• **Given data**:
┌────────

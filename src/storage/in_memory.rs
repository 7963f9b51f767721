//! In-memory implementation of CatalogStore for testing and development

use crate::core::error::StorageError;
use crate::core::filter::FieldMatchMap;
use crate::core::product::Product;
use crate::core::query::PageResult;
use crate::core::sort::SortKey;
use crate::core::store::CatalogStore;
use async_trait::async_trait;
use indexmap::IndexMap;
use serde_json::{Map, Value};
use std::sync::{Arc, RwLock};
use uuid::Uuid;

const BACKEND: &str = "in-memory";

/// In-memory catalog store
///
/// Records are kept in insertion order, which is the natural listing order
/// and the tie-break for price sorting. Uses RwLock for thread-safe access.
#[derive(Clone)]
pub struct InMemoryCatalogStore {
    products: Arc<RwLock<IndexMap<Uuid, Product>>>,
}

impl InMemoryCatalogStore {
    /// Create an empty store
    pub fn new() -> Self {
        Self {
            products: Arc::new(RwLock::new(IndexMap::new())),
        }
    }

    /// Create a store holding the given products, in order
    pub fn with_products(products: impl IntoIterator<Item = Product>) -> Self {
        let products = products.into_iter().map(|p| (p.id, p)).collect();
        Self {
            products: Arc::new(RwLock::new(products)),
        }
    }

    /// Number of stored products
    pub fn len(&self) -> usize {
        self.products.read().map(|p| p.len()).unwrap_or(0)
    }

    pub fn is_empty(&self) -> bool {
        self.len() == 0
    }

    fn lock_error(e: impl std::fmt::Display) -> StorageError {
        StorageError::Unavailable {
            backend: BACKEND.to_string(),
            message: format!("Failed to acquire lock: {}", e),
        }
    }
}

impl Default for InMemoryCatalogStore {
    fn default() -> Self {
        Self::new()
    }
}

#[async_trait]
impl CatalogStore for InMemoryCatalogStore {
    async fn query(
        &self,
        filter: &FieldMatchMap,
        page: usize,
        limit: usize,
        sort: SortKey,
    ) -> Result<PageResult<Product>, StorageError> {
        let mut matching: Vec<Product> = {
            let products = self.products.read().map_err(Self::lock_error)?;
            products
                .values()
                .filter(|product| filter.matches(*product))
                .cloned()
                .collect()
        };

        if sort.is_explicit() {
            // sort_by is stable, equal prices keep insertion order
            matching.sort_by(|a, b| sort.compare_prices(a.price(), b.price()));
        }

        Ok(PageResult::paginate(matching, page, limit))
    }

    async fn get(&self, id: &Uuid) -> Result<Option<Product>, StorageError> {
        let products = self.products.read().map_err(Self::lock_error)?;
        Ok(products.get(id).cloned())
    }

    async fn create(&self, attributes: Map<String, Value>) -> Result<Product, StorageError> {
        let product = Product::new(attributes);
        let mut products = self.products.write().map_err(Self::lock_error)?;
        products.insert(product.id, product.clone());
        Ok(product)
    }

    async fn update(
        &self,
        id: &Uuid,
        attributes: Map<String, Value>,
    ) -> Result<Option<Product>, StorageError> {
        let mut products = self.products.write().map_err(Self::lock_error)?;

        let Some(product) = products.get_mut(id) else {
            return Ok(None);
        };
        product.merge(attributes);

        Ok(Some(product.clone()))
    }

    async fn delete(&self, id: &Uuid) -> Result<bool, StorageError> {
        let mut products = self.products.write().map_err(Self::lock_error)?;
        Ok(products.shift_remove(id).is_some())
    }

    fn backend(&self) -> &'static str {
        BACKEND
    }
}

└────────

• **What is expected**:
In your answer, repeat each of the records exactly.

• **Solved problem**:
filename src/storage/in_memory.rs
repository 7963f9b51f767721
//! In-memory implementation of CatalogStore for testing and development

use crate::core::error::StorageError;
use crate::core::filter::FieldMatchMap;
use crate::core::product::Product;
use crate::core::query::PageResult;
use crate::core::sort::SortKey;
use crate::core::store::CatalogStore;
use async_trait::async_trait;
use indexmap::IndexMap;
use serde_json::{Map, Value};
use std::sync::{Arc, RwLock};
use uuid::Uuid;

const BACKEND: &str = "in-memory";

/// In-memory catalog store
///
/// Records are kept in insertion order, which is the natural listing order
/// and the tie-break for price sorting. Uses RwLock for thread-safe access.
#[derive(Clone)]
pub struct InMemoryCatalogStore {
    products: Arc<RwLock<IndexMap<Uuid, Product>>>,
}

impl InMemoryCatalogStore {
    /// Create an empty store
    pub fn new() -> Self {
        Self {
            products: Arc::new(RwLock::new(IndexMap::new())),
        }
    }

    /// Create a store holding the given products, in order
    pub fn with_products(products: impl IntoIterator<Item = Product>) -> Self {
        let products = products.into_iter().map(|p| (p.id, p)).collect();
        Self {
            products: Arc::new(RwLock::new(products)),
        }
    }

    /// Number of stored products
    pub fn len(&self) -> usize {
        self.products.read().map(|p| p.len()).unwrap_or(0)
    }

    pub fn is_empty(&self) -> bool {
        self.len() == 0
    }

    fn lock_error(e: impl std::fmt::Display) -> StorageError {
        StorageError::Unavailable {
            backend: BACKEND.to_string(),
            message: format!("Failed to acquire lock: {}", e),
        }
    }
}

impl Default for InMemoryCatalogStore {
    fn default() -> Self {
        Self::new()
    }
}

#[async_trait]
impl CatalogStore for InMemoryCatalogStore {
    async fn query(
        &self,
        filter: &FieldMatchMap,
        page: usize,
        limit: usize,
        sort: SortKey,
    ) -> Result<PageResult<Product>, StorageError> {
        let mut matching: Vec<Product> = {
            let products = self.products.read().map_err(Self::lock_error)?;
            products
                .values()
                .filter(|product| filter.matches(*product))
                .cloned()
                .collect()
        };

        if sort.is_explicit() {
            // sort_by is stable, equal prices keep insertion order
            matching.sort_by(|a, b| sort.compare_prices(a.price(), b.price()));
        }

        Ok(PageResult::paginate(matching, page, limit))
    }

    async fn get(&self, id: &Uuid) -> Result<Option<Product>, StorageError> {
        let products = self.products.read().map_err(Self::lock_error)?;
        Ok(products.get(id).cloned())
    }

    async fn create(&self, attributes: Map<String, Value>) -> Result<Product, StorageError> {
        let product = Product::new(attributes);
        let mut products = self.products.write().map_err(Self::lock_error)?;
        products.insert(product.id, product.clone());
        Ok(product)
    }

    async fn update(
        &self,
        id: &Uuid,
        attributes: Map<String, Value>,
    ) -> Result<Option<Product>, StorageError> {
        let mut products = self.products.write().map_err(Self::lock_error)?;

        let Some(product) = products.get_mut(id) else {
            return Ok(None);
        };
        product.merge(attributes);

        Ok(Some(product.clone()))
    }

    async fn delete(&self, id: &Uuid) -> Result<bool, StorageError> {
        let mut products = self.products.write().map_err(Self::lock_error)?;
        Ok(products.shift_remove(id).is_some())
    }

    fn backend(&self) -> &'static str {
        BACKEND
    }
}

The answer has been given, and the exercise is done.